Meet Matt Palazzolo, one of the creators of the web series Bloomers.

Matt Palazzolo: ’I try to pick projects that I feel contribute to the world in some way… that will somehow make someone’s life better.’

Matt Palazzolo: ’I try to pick projects that I feel contribute to the world in some way… that will somehow make someone’s life better.’

Matt is an actor, screenwriter, filmmaker, and director based in Los Angeles. He is best known for originating the role of Fever, a street prostitute in the NAACP Award-winning musical City Kid. He has been recognised for his performance in the indie feature film You Should Meet My Son and recently finished filming the lead in superhero film Real Heroes. Matt is an LGBT activist, and serves on the City of West Hollywood Lesbian & Gay Advisory Board. In 2010, Matt wrote and directed a PSA that starred George Takei and husband Brad Altman, to encourage same-sex couples to fill out the census.

Bloomers, an award-winning web series, is about a diverse group of friends finding new ways to love, work and laugh in downtown Los Angeles. The characters are rich and nuanced, and the series deals with a variety of social issues by examining their lives, like Matt’s young gay man, Brooke, or co-star Swati Kapila’s Joanna, a young Muslim woman who struggles with observing her faith in modern America. The series is running a crowdfunding campaign for its third season.

Matt is currently writing Season 3 of Bloomers, which will be full of surprises for the viewers. We caught up with Matt to find out what else the talented rising star was up to.

Tell us about yourself. Where did you grow up? What’s your background?

I was born and raised in Fremont, CA – it’s a suburb in the San Francisco Bay Area. Fremont is a very culturally and ethnically diverse town. I was born to a half-Filipino, half-Italian household. Fremont also happens to be home to the largest population of Afghan-Americans in the US.

When did you know you wanted to be a filmmaker?

I knew I wanted to be an actor at around age 8. I knew I wanted to be a filmmaker at age 16 when I wrote my first feature screenplay, which I then produced with my friends during our senior year of high school. Don’t ask for a clip as it’s exactly what you would expect from a first-time teenage filmmaker. [laughs] I moved to Los Angeles when I was 17 to both go to UCLA and also to pursue my career in acting and filmmaking. I’ve been here ever since 2002.

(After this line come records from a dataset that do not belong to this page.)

use crate::config::TelemetryConfig;
use std::fmt;
use tracing_subscriber::filter::ParseError;
use tracing_subscriber::EnvFilter;

#[derive(Debug)]
pub enum TelemetryError {
    EnvFilter { value: String, source: ParseError },
    Subscriber(Box<dyn std::error::Error + Send + Sync>),
}

impl fmt::Display for TelemetryError {
    fn fmt(&self, f: &mut fmt::Formatter<'_>) -> fmt::Result {
        match self {
            TelemetryError::EnvFilter { value, .. } => {
                write!(
                    f,
                    "invalid log level/filter '{}': unable to build EnvFilter",
                    value
                )
            }
            TelemetryError::Subscriber(err) => write!(f, "telemetry error: {err}"),
        }
    }
}

impl std::error::Error for TelemetryError {
    fn source(&self) -> Option<&(dyn std::error::Error + 'static)> {
        match self {
            TelemetryError::EnvFilter { source, .. } => Some(source),
            TelemetryError::Subscriber(err) => Some(&**err),
        }
    }
}

/// Installs the global fmt subscriber. `RUST_LOG` wins over the configured level.
///
/// Logs go to stderr so `--json` command output on stdout stays machine-readable.
pub fn init(config: &TelemetryConfig) -> Result<(), TelemetryError> {
    let env_filter = match EnvFilter::try_from_default_env() {
        Ok(filter) => filter,
        Err(_) => configured_filter(&config.log_level)?,
    };

    tracing_subscriber::fmt()
        .with_env_filter(env_filter)
        .with_writer(std::io::stderr)
        .with_target(false)
        .compact()
        .with_ansi(false)
        .try_init()
        .map_err(TelemetryError::Subscriber)
}

fn configured_filter(log_level: &str) -> Result<EnvFilter, TelemetryError> {
    EnvFilter::try_new(log_level).map_err(|source| TelemetryError::EnvFilter {
        value: log_level.to_string(),
        source,
    })
}
pub mod config;
pub mod error;
pub mod recruit;
pub mod telemetry;
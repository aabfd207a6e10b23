mod cli;
mod commands;
mod infra;
mod routes;
mod server;

use recruit_finder::error::AppError;

pub async fn run() -> Result<(), AppError> {
    cli::run().await
}
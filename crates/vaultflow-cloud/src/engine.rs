//! Resource engine
//!
//! A [`Stack`] collects resource registrations and exported outputs while the
//! deployment program runs, then applies them through each resource's
//! [`ResourceBackend`] in [`Stack::up`]. Outputs handed out at registration
//! time resolve during that apply.

use crate::action::{ActionType, ApplyResult, Plan};
use crate::error::{CloudError, Result};
use crate::output::{Output, OutputResolver};
use crate::resource::{ResourceConfig, ResourceOptions, resource_key};
use crate::state::{GlobalState, ResourceState, StateManager};
use async_trait::async_trait;
use std::collections::{BTreeMap, HashMap};
use std::sync::Arc;
use tokio::sync::Mutex;

/// Platform API that creates, updates and deletes resources
#[async_trait]
pub trait ResourceBackend: Send + Sync {
    /// Backend name, used in logs
    fn name(&self) -> &str;

    /// Create the resource and report its initial state
    async fn create(&self, resource: &ResourceConfig) -> Result<ResourceState>;

    /// Update an existing resource in place
    async fn update(
        &self,
        current: &ResourceState,
        resource: &ResourceConfig,
    ) -> Result<ResourceState>;

    /// Delete a resource
    async fn delete(&self, current: &ResourceState) -> Result<()>;
}

struct Registration {
    config: ResourceConfig,
    backend: Arc<dyn ResourceBackend>,
    resolver: OutputResolver<ResourceState>,
}

#[derive(Default)]
struct StackInner {
    registrations: Vec<Registration>,
    exports: Vec<(String, Output<String>)>,
}
//! Koyeb provider implementation

use crate::api::KoyebApi;
use crate::definition::{
    EnvVar, GithubSource, InstanceTypes, ServiceDefinition, ServicePort, parse_ports,
};
use crate::error::{KoyebError, Result};
use async_trait::async_trait;
use std::sync::Arc;
use vaultflow_cloud::{
    CloudProvider, ProviderBinding, ResourceBackend, ResourceOptions, ServiceHandle,
    ServiceStatus, Stack,
};
use vaultflow_config::env::{AWS_ACCESS_KEY_ID, AWS_SECRET_ACCESS_KEY, VAULT_ADDR, VAULT_INIT_JSON};
use vaultflow_config::{StackConfig, VaultEnvironment};

/// Engine resource type of a Koyeb service
pub const SERVICE_RESOURCE_TYPE: &str = "koyeb:index/service:Service";

/// Stack configuration namespace of this provider
pub const CONFIG_NAMESPACE: &str = "koyeb";

/// Stack configuration namespace of the Vault source
pub const VAULT_NAMESPACE: &str = "hashicorp_vault";

/// Deploys Vault as a Koyeb service built from a GitHub repository
pub struct KoyebCloudProvider {
    stack: Arc<Stack>,
    config: Arc<StackConfig>,
    env: VaultEnvironment,
    binding: ProviderBinding,
}

impl std::fmt::Debug for KoyebCloudProvider {
    fn fmt(&self, f: &mut std::fmt::Formatter<'_>) -> std::fmt::Result {
        f.debug_struct("KoyebCloudProvider")
            .field("stack", &self.stack.name())
            .field("binding", &self.binding)
            .finish_non_exhaustive()
    }
}

impl KoyebCloudProvider {
    /// Provider bound to the Koyeb API with `KOYEB_TOKEN`
    ///
    /// The binding is named after `koyeb:resource_name`.
    pub fn new(
        stack: Arc<Stack>,
        config: Arc<StackConfig>,
        env: VaultEnvironment,
    ) -> Result<Self> {
        let resource_name = config.namespace(CONFIG_NAMESPACE).require("resource_name")?;
        let token = env.koyeb_token.clone().ok_or(KoyebError::MissingToken)?;
        let binding = ProviderBinding::new(resource_name, Arc::new(KoyebApi::new(token)));
        Ok(Self::with_binding(stack, config, env, binding))
    }

    /// Provider using an existing binding
    pub fn with_binding(
        stack: Arc<Stack>,
        config: Arc<StackConfig>,
        env: VaultEnvironment,
        binding: ProviderBinding,
    ) -> Self {
        Self {
            stack,
            config,
            env,
            binding,
        }
    }

    pub fn create_github_source(&self) -> Result<GithubSource> {
        let vault = self.config.namespace(VAULT_NAMESPACE);
        Ok(GithubSource {
            repository: vault.require("github_repo")?,
            branch: vault.require("github_repo_branch")?,
            dockerfile_path: vault.require("dockerfile_path")?,
        })
    }

    pub fn create_instance_config(&self) -> Result<InstanceTypes> {
        let koyeb = self.config.namespace(CONFIG_NAMESPACE);
        Ok(InstanceTypes {
            instance_type: koyeb.require("service_type")?,
            vcpu: koyeb.require_float("service_instance_vcpu")?,
            memory: koyeb.require_int("service_instance_memory")?,
            disk: koyeb.require_int("service_instance_disk")?,
        })
    }

    pub fn create_ports(&self) -> Result<Vec<ServicePort>> {
        let port = self
            .config
            .namespace(CONFIG_NAMESPACE)
            .require("service_instance_port")?;
        parse_ports(&port)
    }

    pub fn create_env_vars(&self) -> Vec<EnvVar> {
        vec![
            EnvVar::new(AWS_ACCESS_KEY_ID, self.env.aws_access_key_id.clone()),
            EnvVar::new(AWS_SECRET_ACCESS_KEY, self.env.aws_secret_access_key.clone()),
            EnvVar::new(VAULT_ADDR, Some(self.env.vault_addr.clone())),
            EnvVar::new(VAULT_INIT_JSON, self.env.vault_init_json.clone()),
        ]
    }

    /// Compose the full service definition
    pub fn service_definition(&self) -> Result<ServiceDefinition> {
        Ok(ServiceDefinition {
            name: self.service_name()?,
            github: self.create_github_source()?,
            instance_types: self.create_instance_config()?,
            ports: self.create_ports()?,
            env: self.create_env_vars(),
        })
    }

    fn service_name(&self) -> Result<String> {
        Ok(self
            .config
            .namespace(CONFIG_NAMESPACE)
            .require("service_name")?)
    }
}

#[async_trait]
impl CloudProvider for KoyebCloudProvider {
    fn name(&self) -> &str {
        "koyeb"
    }

    fn display_name(&self) -> &str {
        "Koyeb"
    }

    async fn deploy(&self) -> vaultflow_cloud::Result<ServiceHandle> {
        let definition = self.service_definition()?;
        let properties = serde_json::to_value(&definition)?;

        let state = self
            .stack
            .register_resource(
                SERVICE_RESOURCE_TYPE,
                &definition.name,
                properties,
                ResourceOptions::with_provider(self.binding.clone()),
            )
            .await?;

        Ok(ServiceHandle {
            resource_type: SERVICE_RESOURCE_TYPE.to_string(),
            name: definition.name,
            status: state.apply(ServiceStatus::from),
        })
    }

    fn backend(&self) -> Arc<dyn ResourceBackend> {
        self.binding.backend()
    }
}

Describe your state of mind just before your very first screening.

It’s funny. I always get nervous at screenings. Before it was more about worrying what the audience would think about my talent or product. Now it’s more like… I just hope I put something useful and good into the world.

Can you give us an insight into how you pick and choose your projects? 

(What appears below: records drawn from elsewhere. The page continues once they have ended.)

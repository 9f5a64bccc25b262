//! Configuration loading for vaultflow
//!
//! Stack files hold the namespaced settings of one deployment target
//! (`Vaultflow.<stack>.yaml`). Secrets and credentials come from the
//! process environment instead and are read through [`VaultEnvironment`].

pub mod env;
pub mod error;
pub mod stack;

pub use env::{DEFAULT_VAULT_ADDR, VaultEnvironment};
pub use error::*;
pub use stack::{Config, ConfigValue, PROJECT_NAMESPACE, StackConfig};

use std::path::PathBuf;

/// Environment variable pointing directly at a stack file
pub const STACK_FILE_ENV: &str = "VAULTFLOW_STACK_FILE";

/// File names tried for a stack, in priority order
pub fn stack_file_candidates(stack: &str) -> [String; 2] {
    [
        format!("Vaultflow.{}.yaml", stack),
        format!("Vaultflow.{}.yml", stack),
    ]
}

/// Locate the stack file for `stack`
///
/// Search order:
/// 1. `VAULTFLOW_STACK_FILE` (direct path)
/// 2. current directory: `Vaultflow.<stack>.yaml`, `Vaultflow.<stack>.yml`
/// 3. `./.vaultflow/` with the same names
/// 4. `~/.config/vaultflow/` with the same names
pub fn find_stack_file(stack: &str) -> Result<PathBuf> {
    if let Ok(config_path) = std::env::var(STACK_FILE_ENV) {
        let path = PathBuf::from(config_path);
        if path.exists() {
            return Ok(path);
        }
        tracing::debug!(
            "{} points at missing file {}, continuing search",
            STACK_FILE_ENV,
            path.display()
        );
    }

    let current_dir = std::env::current_dir()?;
    let candidates = stack_file_candidates(stack);

    let mut search_dirs = vec![current_dir.clone(), current_dir.join(".vaultflow")];
    if let Some(config_dir) = dirs::config_dir() {
        search_dirs.push(config_dir.join("vaultflow"));
    }

    for dir in search_dirs.iter().filter(|d| d.is_dir()) {
        for filename in &candidates {
            let path = dir.join(filename);
            if path.exists() {
                tracing::debug!("Using stack file {}", path.display());
                return Ok(path);
            }
        }
    }

    Err(ConfigError::StackFileNotFound(stack.to_string()))
}

/// Locate and load the stack file for `stack`
pub fn load_stack(stack: &str) -> Result<StackConfig> {
    let path = find_stack_file(stack)?;
    StackConfig::load(stack, path)
}
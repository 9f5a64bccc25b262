use std::path::PathBuf;
use thiserror::Error;

#[derive(Error, Debug)]
pub enum ConfigError {
    #[error(
        "Stack file for stack '{0}' not found. Looked in:\n\
        - current directory: Vaultflow.{0}.yaml, Vaultflow.{0}.yml\n\
        - ./.vaultflow/ directory\n\
        - ~/.config/vaultflow/\n\
        Set VAULTFLOW_STACK_FILE to point at a file directly"
    )]
    StackFileNotFound(String),

    #[error("Missing required configuration value '{0}'")]
    MissingKey(String),

    #[error("Configuration value '{key}' is invalid: {message}")]
    InvalidValue { key: String, message: String },

    #[error("Failed to parse stack file {path}: {source}")]
    Parse {
        path: PathBuf,
        #[source]
        source: serde_yaml::Error,
    },

    #[error("IO error: {0}")]
    Io(#[from] std::io::Error),
}

pub type Result<T> = std::result::Result<T, ConfigError>;
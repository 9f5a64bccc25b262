#![allow(deprecated)] // TODO: cargo_bin → cargo_bin_cmd! once assert_cmd 2.1 is the minimum

use assert_cmd::Command;
use std::fs;
use std::path::PathBuf;
use tempfile::TempDir;

/// A complete stack file for the Koyeb provider
#[allow(dead_code)]
pub const KOYEB_STACK_YAML: &str = r#"
config:
  vaultflow:cloud_provider: koyeb
  koyeb:resource_name: koyeb-vault
  koyeb:service_name: vault
  koyeb:service_type: nano
  koyeb:service_instance_vcpu: 0.25
  koyeb:service_instance_memory: 512
  koyeb:service_instance_disk: 2
  koyeb:service_instance_port: "8200,http"
  hashicorp_vault:github_repo: example/vault-koyeb
  hashicorp_vault:github_repo_branch: main
  hashicorp_vault:dockerfile_path: Dockerfile
"#;

pub struct TestProject {
    pub root: TempDir,
}

impl TestProject {
    pub fn new() -> Self {
        let root = tempfile::tempdir().unwrap();
        Self { root }
    }

    #[allow(dead_code)]
    pub fn write_stack(&self, stack: &str, content: &str) {
        let path = self.root.path().join(format!("Vaultflow.{}.yaml", stack));
        fs::write(path, content).unwrap();
    }

    #[allow(dead_code)]
    pub fn write_state(&self, stack: &str, content: &str) {
        let dir = self.root.path().join(".vaultflow");
        fs::create_dir_all(&dir).unwrap();
        fs::write(dir.join(format!("{}.state.json", stack)), content).unwrap();
    }

    pub fn path(&self) -> PathBuf {
        self.root.path().to_path_buf()
    }

    /// The CLI running inside this project with a clean environment
    #[allow(dead_code)]
    pub fn command(&self) -> Command {
        let mut cmd = Command::cargo_bin("vaultflow").unwrap();
        cmd.current_dir(self.path())
            .env("HOME", self.path())
            .env("XDG_CONFIG_HOME", self.path().join(".config"))
            .env_remove("VAULTFLOW_STACK")
            .env_remove("VAULTFLOW_STACK_FILE")
            .env_remove("KOYEB_TOKEN")
            .env_remove("KOYEB_API_URL")
            .env_remove("AWS_ACCESS_KEY_ID")
            .env_remove("AWS_SECRET_ACCESS_KEY")
            .env_remove("VAULT_ADDR")
            .env_remove("VAULT_INIT_JSON");
        cmd
    }
}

I try to pick projects that I feel contribute to the world in some way… that will somehow make someone’s life better.

Do you feel that you’ve had creative control in your previous projects?

With my show Bloomers, it’s quite nice. When you make something for the internet you don’t have to answer to anyone so the producing team and I always maintain complete control. It allows us to tell stories that we think are worth sharing rather than creating something for the sake of attracting a lot of viewers. Low-budget filmmaking is a double-edged sword. You don’t get paid, but it’s very rewarding artistically.

What did you learn from those projects?

Talent doesn’t make a project successful or rewarding. Hard work and team work do.

Which was the most difficult character to cast throughout your career?

Actually, the most difficult character to cast in any project I have ever produced was Joanna, our Muslim character in Bloomers. The six other lead characters of the show were cast by asking actor friends we were familiar with. Joanna was the only character who we actually held auditions for. We lucked out when we cast Swati Kapila. She has an incredible honesty to her which does the character justice. It’s challenging to play a character when going in you know that a lot of viewers may disapprove of or not like the character.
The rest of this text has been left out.